大模型量化3
https://huggingface.co/blog/4bit-transformers-bitsandbytes
1. 8 位float
The FP8 (floating point 8) format has been first introduced in the paper “FP8 for Deep Learning” with two different FP8 encodings: E4M3 (4-bit exponent and 3-bit mantissa) and E5M2 (5-bit exponent and 2-bit mantissa).
The potential floating points that can be represented in the E4M3 format are in the range -448 to 448, whereas in the E5M2 format, as the number of bits of the exponent increases, the range increases to -57344 to 57344 - but with a loss of precision because the number of possible representations remains constant. It has been empirically proven that the E4M3 is best suited for the forward pass, and the second version is best suited for the backward computation
这部分意思就是8bit 浮点数. E4M3精度高,所以forward比较好, E5M2精度低bakward比较好.这是经验上的结论. 我理解是求梯度时候不要求那么精确. 因为反正需要走一个方向做梯度下降即可. 但是forward运算必须保证精度才能效果好!!!!!!!这是很trivial的道理.
https://aijishu.com/a/1060000000385081 这里面讲解FP8的详细知识.

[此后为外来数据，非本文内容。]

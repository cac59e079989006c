//! Navigation context handed to every page and layout
//!
//! The context is an explicit value threaded down the render tree rather
//! than shared global state, so several routers (e.g. in tests) never
//! observe each other.

use std::collections::HashMap;
use std::fmt;
use std::rc::Rc;

/// Parameter name → captured value
pub type RouteParams = HashMap<String, String>;

/// Fire-and-forget navigation callback
#[derive(Clone)]
pub struct NavigateFn(Rc<dyn Fn(&str)>);

impl NavigateFn {
    pub fn new(navigate: impl Fn(&str) + 'static) -> Self {
        Self(Rc::new(navigate))
    }

    /// Callback that ignores every request
    pub fn noop() -> Self {
        Self::new(|_| {})
    }

    pub fn call(&self, to: &str) {
        (self.0)(to)
    }
}

impl fmt::Debug for NavigateFn {
    fn fmt(&self, f: &mut fmt::Formatter<'_>) -> fmt::Result {
        f.write_str("NavigateFn")
    }
}

/// What descendants of the router can read: current path, params and a
/// way to navigate
#[derive(Debug, Clone)]
pub struct RouterContext {
    pathname: String,
    params: RouteParams,
    navigate: NavigateFn,
}

impl RouterContext {
    pub fn new(pathname: impl Into<String>, params: RouteParams, navigate: NavigateFn) -> Self {
        Self {
            pathname: pathname.into(),
            params,
            navigate,
        }
    }

    pub fn pathname(&self) -> &str {
        &self.pathname
    }

    pub fn params(&self) -> &RouteParams {
        &self.params
    }

    /// Single parameter value
    ///
    /// # Examples
    ///
    /// ```
    /// use rusty_router::{NavigateFn, RouteParams, RouterContext};
    ///
    /// let mut params = RouteParams::new();
    /// params.insert("id".to_string(), "42".to_string());
    ///
    /// let ctx = RouterContext::new("/posts/42", params, NavigateFn::noop());
    /// assert_eq!(ctx.param("id"), Some("42"));
    /// assert_eq!(ctx.param("slug"), None);
    /// ```
    pub fn param(&self, name: &str) -> Option<&str> {
        self.params.get(name).map(String::as_str)
    }

    pub fn navigate(&self, to: &str) {
        self.navigate.call(to)
    }

    pub fn navigate_fn(&self) -> &NavigateFn {
        &self.navigate
    }
}

impl Default for RouterContext {
    fn default() -> Self {
        Self::new("/", RouteParams::new(), NavigateFn::noop())
    }
}

#[cfg(test)]
mod tests {
    use super::*;
    use std::cell::RefCell;

    #[test]
    fn test_default_context() {
        let ctx = RouterContext::default();
        assert_eq!(ctx.pathname(), "/");
        assert!(ctx.params().is_empty());
        ctx.navigate("/ignored");
    }

    #[test]
    fn test_navigate_forwards_to_callback() {
        let seen = Rc::new(RefCell::new(Vec::new()));
        let sink = Rc::clone(&seen);
        let ctx = RouterContext::new(
            "/",
            RouteParams::new(),
            NavigateFn::new(move |to| sink.borrow_mut().push(to.to_string())),
        );

        ctx.navigate("/about");
        ctx.clone().navigate("/posts/1");

        assert_eq!(*seen.borrow(), vec!["/about", "/posts/1"]);
    }
}
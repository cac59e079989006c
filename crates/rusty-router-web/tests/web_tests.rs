//! Browser tests; run with `wasm-pack test --headless --firefox`

#![cfg(target_arch = "wasm32")]

use std::cell::RefCell;
use std::rc::Rc;

use rusty_router::{BasePath, History, Link, LinkClick, NavigateFn, RouteParams, RouterContext};
use rusty_router_web::{link_click, Anchor, BrowserHistory};
use wasm_bindgen_test::*;
use web_sys::{MouseEvent, MouseEventInit};

wasm_bindgen_test_configure!(run_in_browser);

fn click(init: &MouseEventInit) -> MouseEvent {
    init.set_bubbles(true);
    init.set_cancelable(true);
    MouseEvent::new_with_mouse_event_init_dict("click", init).unwrap()
}

#[wasm_bindgen_test]
fn test_push_updates_location() {
    let history = BrowserHistory::new().unwrap();
    history.push("/rusty-router-test/about").unwrap();

    assert_eq!(history.current_path(), "/rusty-router-test/about");
}

#[wasm_bindgen_test]
fn test_link_click_reads_modifiers() {
    let init = MouseEventInit::new();
    init.set_ctrl_key(true);
    let event = click(&init);

    let parsed = link_click(&event);
    assert!(parsed.ctrl_key);
    assert!(!parsed.should_intercept());
    assert_eq!(link_click(&click(&MouseEventInit::new())), LinkClick::primary());
}

#[wasm_bindgen_test]
fn test_anchor_intercepts_plain_click() {
    let document = web_sys::window().unwrap().document().unwrap();
    let seen = Rc::new(RefCell::new(Vec::new()));
    let sink = Rc::clone(&seen);
    let ctx = RouterContext::new(
        "/",
        RouteParams::new(),
        NavigateFn::new(move |to| sink.borrow_mut().push(to.to_string())),
    );

    let link = Link::new("/about").attr("class", "nav");
    let anchor = Anchor::new(&document, link, "About", &BasePath::new("/frontend"), ctx).unwrap();
    let element = anchor.element();

    assert!(element.href().ends_with("/frontend/about"));
    assert_eq!(element.get_attribute("class").as_deref(), Some("nav"));
    assert_eq!(element.text_content().as_deref(), Some("About"));

    let event = click(&MouseEventInit::new());
    element.dispatch_event(&event).unwrap();

    assert!(event.default_prevented());
    assert_eq!(*seen.borrow(), vec!["/about"]);
}

#[wasm_bindgen_test]
fn test_dropped_anchor_stops_intercepting() {
    let document = web_sys::window().unwrap().document().unwrap();
    let seen = Rc::new(RefCell::new(Vec::new()));
    let sink = Rc::clone(&seen);
    let ctx = RouterContext::new(
        "/",
        RouteParams::new(),
        NavigateFn::new(move |to| sink.borrow_mut().push(to.to_string())),
    );

    let anchor = Anchor::new(&document, Link::new("/about"), "About", &BasePath::default(), ctx).unwrap();
    let element = anchor.element().clone();
    drop(anchor);

    let event = click(&MouseEventInit::new());
    element.dispatch_event(&event).unwrap();

    assert!(!event.default_prevented());
    assert!(seen.borrow().is_empty());
}
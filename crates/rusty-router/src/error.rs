//! Error types for the router.
//!
//! There is no "no matching route" error: a miss is an ordinary
//! `None` from the matcher and renders the not-found view.

use thiserror::Error;

/// Failure reported by a module loader.
///
/// Cloneable because a single load result is shared by every render that
/// waits on the same lazy component.
#[derive(Debug, Clone, PartialEq, Eq, Error)]
#[error("failed to load module: {message}")]
pub struct LoadError {
    message: String,
}

impl LoadError {
    pub fn new(message: impl Into<String>) -> Self {
        Self {
            message: message.into(),
        }
    }

    pub fn message(&self) -> &str {
        &self.message
    }
}

/// Errors surfaced by router operations
#[derive(Debug, Error)]
pub enum RouterError {
    /// The history backend refused to push an entry
    #[error("history push to {url} failed: {reason}")]
    History { url: String, reason: String },

    /// A lazily loaded page or layout module failed to resolve
    #[error("module for {address} failed to load")]
    ModuleLoad {
        address: String,
        #[source]
        source: LoadError,
    },

    /// Invalid router configuration
    #[error("invalid router configuration: {0}")]
    Config(String),
}

pub type Result<T, E = RouterError> = std::result::Result<T, E>;
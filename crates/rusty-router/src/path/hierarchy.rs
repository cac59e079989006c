/// Lazy iterator over the directory prefixes of a relative path, root first
///
/// For `posts/[id]/edit`, yields: `` → `posts` → `posts/[id]` → `posts/[id]/edit`
///
/// This is the walk used to resolve a page's layout chain: every prefix is a
/// directory that may hold a layout, visited in root-to-leaf order.
///
/// # Performance
///
/// - **Allocations**: Zero (only borrows from input string)
/// - **Complexity**: O(depth) where depth is path levels
///
/// # Examples
///
/// ```
/// use rusty_router::path::SegmentPrefixes;
///
/// let dirs: Vec<&str> = SegmentPrefixes::new("posts/[id]").collect();
/// assert_eq!(dirs, vec!["", "posts", "posts/[id]"]);
///
/// let dirs: Vec<&str> = SegmentPrefixes::new("").collect();
/// assert_eq!(dirs, vec![""]);
/// ```
#[derive(Debug, Clone)]
pub struct SegmentPrefixes<'a> {
    path: &'a str,
    /// End of the next prefix to yield; `None` once the full path was returned
    next_end: Option<usize>,
}

impl<'a> SegmentPrefixes<'a> {
    pub fn new(path: &'a str) -> Self {
        let path = path.trim_matches('/');
        Self {
            path,
            next_end: Some(0),
        }
    }
}

impl<'a> Iterator for SegmentPrefixes<'a> {
    type Item = &'a str;

    fn next(&mut self) -> Option<Self::Item> {
        let end = self.next_end?;
        let result = &self.path[..end];

        self.next_end = if end >= self.path.len() {
            None
        } else {
            // Skip the separator that follows a non-root prefix
            let start = if end == 0 { 0 } else { end + 1 };
            Some(
                self.path[start..]
                    .find('/')
                    .map(|pos| start + pos)
                    .unwrap_or(self.path.len()),
            )
        };

        Some(result)
    }
}

#[cfg(test)]
mod tests {
    use super::*;

    #[test]
    fn test_prefixes_root_first() {
        let dirs: Vec<&str> = SegmentPrefixes::new("a/b/c").collect();
        assert_eq!(dirs, vec!["", "a", "a/b", "a/b/c"]);
    }

    #[test]
    fn test_prefixes_single_segment() {
        let dirs: Vec<&str> = SegmentPrefixes::new("about").collect();
        assert_eq!(dirs, vec!["", "about"]);
    }

    #[test]
    fn test_prefixes_trims_slashes() {
        let dirs: Vec<&str> = SegmentPrefixes::new("/docs/[...slug]/").collect();
        assert_eq!(dirs, vec!["", "docs", "docs/[...slug]"]);
    }

    #[test]
    fn test_prefixes_empty() {
        let dirs: Vec<&str> = SegmentPrefixes::new("").collect();
        assert_eq!(dirs, vec![""]);
    }
}
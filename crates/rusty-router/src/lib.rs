//! # rusty-router
//!
//! File-system routing for single-page applications.
//!
//! Page and layout modules are discovered from a directory convention
//! (`app/posts/[id]/page.tsx`, `app/layout.tsx`, ...), compiled into an ordered
//! table of URL patterns, and rendered as the matched page wrapped in its
//! ancestor layouts. Navigation pushes history entries without reloading and
//! every module is loaded lazily, once.
//!
//! ## Routing conventions
//!
//! | Directory segment | Matches                         | Parameter          |
//! |-------------------|---------------------------------|--------------------|
//! | `about`           | the literal `about`             | none               |
//! | `[id]`            | exactly one path segment        | `id`               |
//! | `[...slug]`       | one or more trailing segments   | `slug` (`a/b/c`)   |
//!
//! Routes with a catch-all sort last, then routes with fewer parameters
//! first. Ties keep discovery order.
//!
//! ## Example
//!
//! ```
//! use rusty_router::{Layout, Loader, MemoryHistory, ModuleDirectory, Page, Router, RouterConfig};
//!
//! let directory = ModuleDirectory::new("/app")
//!     .with_layout("/app/layout.tsx", Loader::ready(Layout::new(|_, children: String| {
//!         format!("<main>{}</main>", children)
//!     })))
//!     .with_page("/app/page.tsx", Loader::ready(Page::new(|_| "home".to_string())))
//!     .with_page("/app/docs/[...slug]/page.tsx", Loader::ready(Page::new(|ctx| {
//!         format!("docs: {}", ctx.param("slug").unwrap_or_default())
//!     })));
//!
//! let router = Router::new(directory, RouterConfig::default(), MemoryHistory::new("/")).unwrap();
//! router.navigate("/docs/guide/install").unwrap();
//!
//! let rendered = router.render().unwrap();
//! assert_eq!(rendered.view, "<main>docs: guide/install</main>");
//! assert!(rendered.is_complete());
//! ```

pub mod config;
pub mod context;
pub mod error;
pub mod history;
pub mod lazy;
pub mod link;
pub mod module;
pub mod navigation;
pub mod path;
pub mod render;
pub mod route;
pub mod router;

pub use config::RouterConfig;
pub use context::{NavigateFn, RouteParams, RouterContext};
pub use error::{LoadError, Result, RouterError};
pub use history::{History, MemoryHistory};
pub use lazy::{LazyCache, LazyComponent, LazyStatus};
pub use link::{ClickAction, Link, LinkClick};
pub use module::{ErrorPage, Layout, LoadFuture, Loader, LoaderId, ModuleDirectory, ModuleRef, Page};
pub use navigation::{Navigator, Subscription};
pub use path::BasePath;
pub use render::{Element, Rendered, View};
pub use route::{RouteDefinition, RouteMatch, RouteTable};
pub use router::Router;
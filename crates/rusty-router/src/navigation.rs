//! Navigation controller
//!
//! Owns the current internal path. Exactly two transitions change it:
//! [`Navigator::navigate`] (push a history entry, then update) and
//! [`Navigator::sync_with_history`] (the backend moved back/forward; read
//! its location, push nothing). Both complete synchronously before any
//! subscriber runs, so no other navigation can interleave.

use std::cell::{Cell, RefCell};
use std::fmt;
use std::rc::{Rc, Weak};

use tracing::{debug, warn};

use crate::context::NavigateFn;
use crate::error::RouterError;
use crate::history::History;
use crate::path::{with_leading_slash, BasePath};

type Listener = Rc<dyn Fn(&str)>;
type ListenerList = RefCell<Vec<(u64, Listener)>>;

struct NavigatorInner<H> {
    history: H,
    base: BasePath,
    pathname: RefCell<String>,
    listeners: Rc<ListenerList>,
    next_listener: Cell<u64>,
}

/// Navigation state machine over a history backend
pub struct Navigator<H> {
    inner: Rc<NavigatorInner<H>>,
}

impl<H: History + 'static> Navigator<H> {
    /// Starts at the backend's current location, prefix stripped
    pub fn new(history: H, base: BasePath) -> Self {
        let pathname = base.strip_prefix(&history.current_path()).into_owned();
        debug!(pathname = %pathname, base = base.as_str(), "navigator initialized");

        Self {
            inner: Rc::new(NavigatorInner {
                history,
                base,
                pathname: RefCell::new(pathname),
                listeners: Rc::new(RefCell::new(Vec::new())),
                next_listener: Cell::new(0),
            }),
        }
    }

    /// Pushes `to` (an internal path) onto the history and makes it current
    ///
    /// On a failed push the current path is left untouched.
    pub fn navigate(&self, to: &str) -> Result<(), RouterError> {
        let target = with_leading_slash(to).into_owned();
        let url = self.inner.base.add_prefix(&target);

        self.inner.history.push(&url)?;
        debug!(to = %target, url = %url, "navigated");

        self.set_pathname(target);
        Ok(())
    }

    /// Re-reads the backend location after an external back/forward move
    pub fn sync_with_history(&self) {
        let external = self.inner.history.current_path();
        let pathname = self.inner.base.strip_prefix(&external).into_owned();
        debug!(pathname = %pathname, "history changed externally");

        self.set_pathname(pathname);
    }

    /// Fire-and-forget navigate for the render context
    ///
    /// Holds the navigator weakly, so contexts captured by components never
    /// keep a dropped router alive.
    pub fn navigate_fn(&self) -> NavigateFn {
        let weak: Weak<NavigatorInner<H>> = Rc::downgrade(&self.inner);
        NavigateFn::new(move |to| {
            let Some(inner) = weak.upgrade() else {
                warn!(to, "navigate called after the router was dropped");
                return;
            };
            if let Err(err) = (Navigator { inner }).navigate(to) {
                warn!(to, error = %err, "navigation failed");
            }
        })
    }
}

impl<H> Navigator<H> {
    pub fn pathname(&self) -> String {
        self.inner.pathname.borrow().clone()
    }

    pub fn base(&self) -> &BasePath {
        &self.inner.base
    }

    pub fn history(&self) -> &H {
        &self.inner.history
    }

    /// Registers a callback run after every path change
    ///
    /// The callback receives the new internal path. Dropping the returned
    /// [`Subscription`] unregisters it.
    pub fn subscribe(&self, listener: impl Fn(&str) + 'static) -> Subscription {
        let id = self.inner.next_listener.get();
        self.inner.next_listener.set(id + 1);
        self.inner
            .listeners
            .borrow_mut()
            .push((id, Rc::new(listener)));

        Subscription {
            id,
            listeners: Rc::downgrade(&self.inner.listeners),
        }
    }

    fn set_pathname(&self, pathname: String) {
        {
            let mut current = self.inner.pathname.borrow_mut();
            if *current == pathname {
                return;
            }
            *current = pathname.clone();
        }

        // Snapshot so listeners may subscribe, unsubscribe or navigate
        let listeners: Vec<Listener> = self
            .inner
            .listeners
            .borrow()
            .iter()
            .map(|(_, listener)| Rc::clone(listener))
            .collect();

        for listener in listeners {
            listener(&pathname);
        }
    }
}

impl<H> Clone for Navigator<H> {
    fn clone(&self) -> Self {
        Self {
            inner: Rc::clone(&self.inner),
        }
    }
}

impl<H> fmt::Debug for Navigator<H> {
    fn fmt(&self, f: &mut fmt::Formatter<'_>) -> fmt::Result {
        f.debug_struct("Navigator")
            .field("pathname", &*self.inner.pathname.borrow())
            .field("base", &self.inner.base)
            .finish()
    }
}

/// Listener registration; unsubscribes on drop
#[must_use = "dropping a Subscription unsubscribes immediately"]
pub struct Subscription {
    id: u64,
    listeners: Weak<ListenerList>,
}

impl Drop for Subscription {
    fn drop(&mut self) {
        if let Some(listeners) = self.listeners.upgrade() {
            listeners.borrow_mut().retain(|(id, _)| *id != self.id);
        }
    }
}

impl fmt::Debug for Subscription {
    fn fmt(&self, f: &mut fmt::Formatter<'_>) -> fmt::Result {
        f.debug_struct("Subscription").field("id", &self.id).finish()
    }
}
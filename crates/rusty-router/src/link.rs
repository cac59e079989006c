//! In-app links
//!
//! A [`Link`] renders as a real anchor (so open-in-new-tab, copy-link and
//! friends keep working) whose plain left clicks are turned into client-side
//! navigation.

use crate::context::RouterContext;
use crate::path::BasePath;

/// Mouse button index of the primary button
pub const PRIMARY_BUTTON: i16 = 0;

/// The parts of a click event that decide whether it is intercepted
#[derive(Debug, Clone, Copy, PartialEq, Eq, Default)]
pub struct LinkClick {
    pub button: i16,
    pub meta_key: bool,
    pub ctrl_key: bool,
    pub alt_key: bool,
    pub shift_key: bool,
    pub default_prevented: bool,
}

impl LinkClick {
    /// Plain primary-button click with no modifiers
    pub fn primary() -> Self {
        Self::default()
    }

    pub fn has_modifier(&self) -> bool {
        self.meta_key || self.ctrl_key || self.alt_key || self.shift_key
    }

    /// Only plain, not-yet-prevented primary clicks become client navigation
    ///
    /// # Examples
    ///
    /// ```
    /// use rusty_router::LinkClick;
    ///
    /// assert!(LinkClick::primary().should_intercept());
    /// assert!(!LinkClick { ctrl_key: true, ..LinkClick::primary() }.should_intercept());
    /// assert!(!LinkClick { button: 1, ..LinkClick::primary() }.should_intercept());
    /// ```
    pub fn should_intercept(&self) -> bool {
        self.button == PRIMARY_BUTTON && !self.has_modifier() && !self.default_prevented
    }
}

/// What the host must do with the click event
#[derive(Debug, Clone, Copy, PartialEq, Eq)]
pub enum ClickAction {
    /// The router navigated; call `preventDefault` on the event
    Navigate,
    /// Leave the event to the browser
    PassThrough,
}

/// Anchor pointing at an internal route
#[derive(Debug, Clone, PartialEq, Eq)]
pub struct Link {
    href: String,
    attributes: Vec<(String, String)>,
}

impl Link {
    /// `href` is a route path without the mount prefix (e.g. `/about`)
    pub fn new(href: impl Into<String>) -> Self {
        Self {
            href: href.into(),
            attributes: Vec::new(),
        }
    }

    /// Adds a passthrough attribute (`class`, `target`, `aria-*`, ...)
    ///
    /// An `href` attribute is ignored; the link's own target wins.
    pub fn attr(mut self, name: impl Into<String>, value: impl Into<String>) -> Self {
        let name = name.into();
        if !name.eq_ignore_ascii_case("href") {
            self.attributes.push((name, value.into()));
        }
        self
    }

    pub fn href(&self) -> &str {
        &self.href
    }

    pub fn attributes(&self) -> &[(String, String)] {
        &self.attributes
    }

    /// The `href` written to the anchor element, mount prefix applied
    ///
    /// # Examples
    ///
    /// ```
    /// use rusty_router::{BasePath, Link};
    ///
    /// let link = Link::new("/about");
    /// assert_eq!(link.external_href(&BasePath::new("/frontend")), "/frontend/about");
    /// assert_eq!(link.external_href(&BasePath::default()), "/about");
    /// ```
    pub fn external_href(&self, base: &BasePath) -> String {
        base.add_prefix(&self.href)
    }

    /// Handles a click on the rendered anchor
    pub fn on_click(&self, click: &LinkClick, ctx: &RouterContext) -> ClickAction {
        if !click.should_intercept() {
            return ClickAction::PassThrough;
        }

        ctx.navigate(&self.href);
        ClickAction::Navigate
    }
}

#[cfg(test)]
mod tests {
    use super::*;
    use crate::context::{NavigateFn, RouteParams};
    use rstest::rstest;
    use std::cell::RefCell;
    use std::rc::Rc;

    fn recording_context() -> (RouterContext, Rc<RefCell<Vec<String>>>) {
        let seen = Rc::new(RefCell::new(Vec::new()));
        let sink = Rc::clone(&seen);
        let ctx = RouterContext::new(
            "/",
            RouteParams::new(),
            NavigateFn::new(move |to| sink.borrow_mut().push(to.to_string())),
        );
        (ctx, seen)
    }

    #[test]
    fn test_plain_click_navigates() {
        let (ctx, seen) = recording_context();
        let link = Link::new("/posts/1");

        assert_eq!(link.on_click(&LinkClick::primary(), &ctx), ClickAction::Navigate);
        assert_eq!(*seen.borrow(), vec!["/posts/1"]);
    }

    #[rstest]
    #[case(LinkClick { button: 1, ..LinkClick::primary() })]
    #[case(LinkClick { button: 2, ..LinkClick::primary() })]
    #[case(LinkClick { meta_key: true, ..LinkClick::primary() })]
    #[case(LinkClick { ctrl_key: true, ..LinkClick::primary() })]
    #[case(LinkClick { alt_key: true, ..LinkClick::primary() })]
    #[case(LinkClick { shift_key: true, ..LinkClick::primary() })]
    #[case(LinkClick { default_prevented: true, ..LinkClick::primary() })]
    fn test_other_clicks_pass_through(#[case] click: LinkClick) {
        let (ctx, seen) = recording_context();
        let link = Link::new("/about");

        assert_eq!(link.on_click(&click, &ctx), ClickAction::PassThrough);
        assert!(seen.borrow().is_empty());
    }

    #[test]
    fn test_attributes_pass_through() {
        let link = Link::new("/about")
            .attr("class", "nav")
            .attr("HREF", "/elsewhere")
            .attr("aria-current", "page");

        assert_eq!(
            link.attributes(),
            &[
                ("class".to_string(), "nav".to_string()),
                ("aria-current".to_string(), "page".to_string()),
            ]
        );
        assert_eq!(link.href(), "/about");
    }
}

有两个点需要注意: 第一个是指数偏移量是-7, 第二个是小数部分求和之后要加一. 一些特例要另算.
FP4:
for example, with 2 exponent bits and one mantissa bit the representations 1101 would be:
-1 * 2^(2) * (1 + 2^-1) = -1 * 4 * 1.5 = -6
1101: 1表示负数. 10表示指数2, 1表示1.5
整体上跟fp8区别不大. 这种叫2e1m 还可以3e0m
Qlora:
More specifically, QLoRA uses 4-bit quantization to compress a pretrained language model. The LM parameters are then frozen and a relatively small number of trainable parameters are added to the model in the form of Low-Rank Adapters. During finetuning, QLoRA backpropagates gradients through the frozen 4-bit quantized pretrained language model into the Low-Rank Adapters. The LoRA layers are the only parameters being updated during training. Read more about LoRA in the original LoRA paper.
QLora就是 fp4版本的lora
实战版本:
Advanced usage: 这里面代码很实用.
from transformers import BitsAndBytesConfig
nf4_config = BitsAndBytesConfig(
load_in_4bit=True,
bnb_4bit_quant_type="nf4",
bnb_4bit_use_double_quant=True,
bnb_4bit_compute_dtype=torch.bfloat16
)
model_nf4 = AutoModelForCausalLM.from_pretrained(model_id, quantization_config=nf4_config)
from transformers import BitsAndBytesConfig
double_quant_config = BitsAndBytesConfig(
load_in_4bit=True,
bnb_4bit_use_double_quant=True, # 双量化, 开启后精度更高
)
model_double_quant = AutoModelForCausalLM.from_pretrained(model_id, quantization_config=double_quant_config)
选参心得:
A rule of thumb is: use double quant if you have problems with memory, use NF4 for higher precision, and use a 16-bit dtype for faster finetuning. For instance in the inference demo, we use nested quantization, bfloat16 compute dtype and NF4 quantization to fit gpt-neo-x-20b (40GB) entirely in 4bit in a single 16GB GPU.
所以推荐是双量化, nested 就是嵌套也就是双重的意思. 然后bf16, nf4. 即可.
硬件:
Note that this method is only compatible with GPUs, hence it is not possible to quantize models in 4bit on a CPU. Among GPUs, there should not be any hardware requirement about this method, therefore any GPU could be used to run the 4bit quantization as long as you have CUDA>=11.2 installed. Keep also in mind that the computation is not done in 4bit, the weights and activations are compressed to that format and the computation is still kept in the desired or native dtype.
训练:
Can we train 4bit/8bit models?
It is not possible to perform pure 4bit training on these models. However, you can train these models by leveraging parameter efficient fine tuning methods (PEFT) and train for example adapters on top of them. That is what is done in the paper and is officially supported by the PEFT library from Hugging Face. We also provide a training notebook and recommend users to check the QLoRA repository if they are interested in replicating the results from the paper.
使用peft可以训练.
应用前景:
In RLHF (Reinforcement Learning with Human Feedback) it is possible to load a single base model, in 4bit and train multiple adapters on top of it, one for the reward modeling, and another for the value policy training. A more detailed blogpost and announcement will be made soon about this use case.
在rlhf中. 同一个basemodel, 接2个不同的adapter 头. 一个作为奖励模型, 一个座位policy 模型.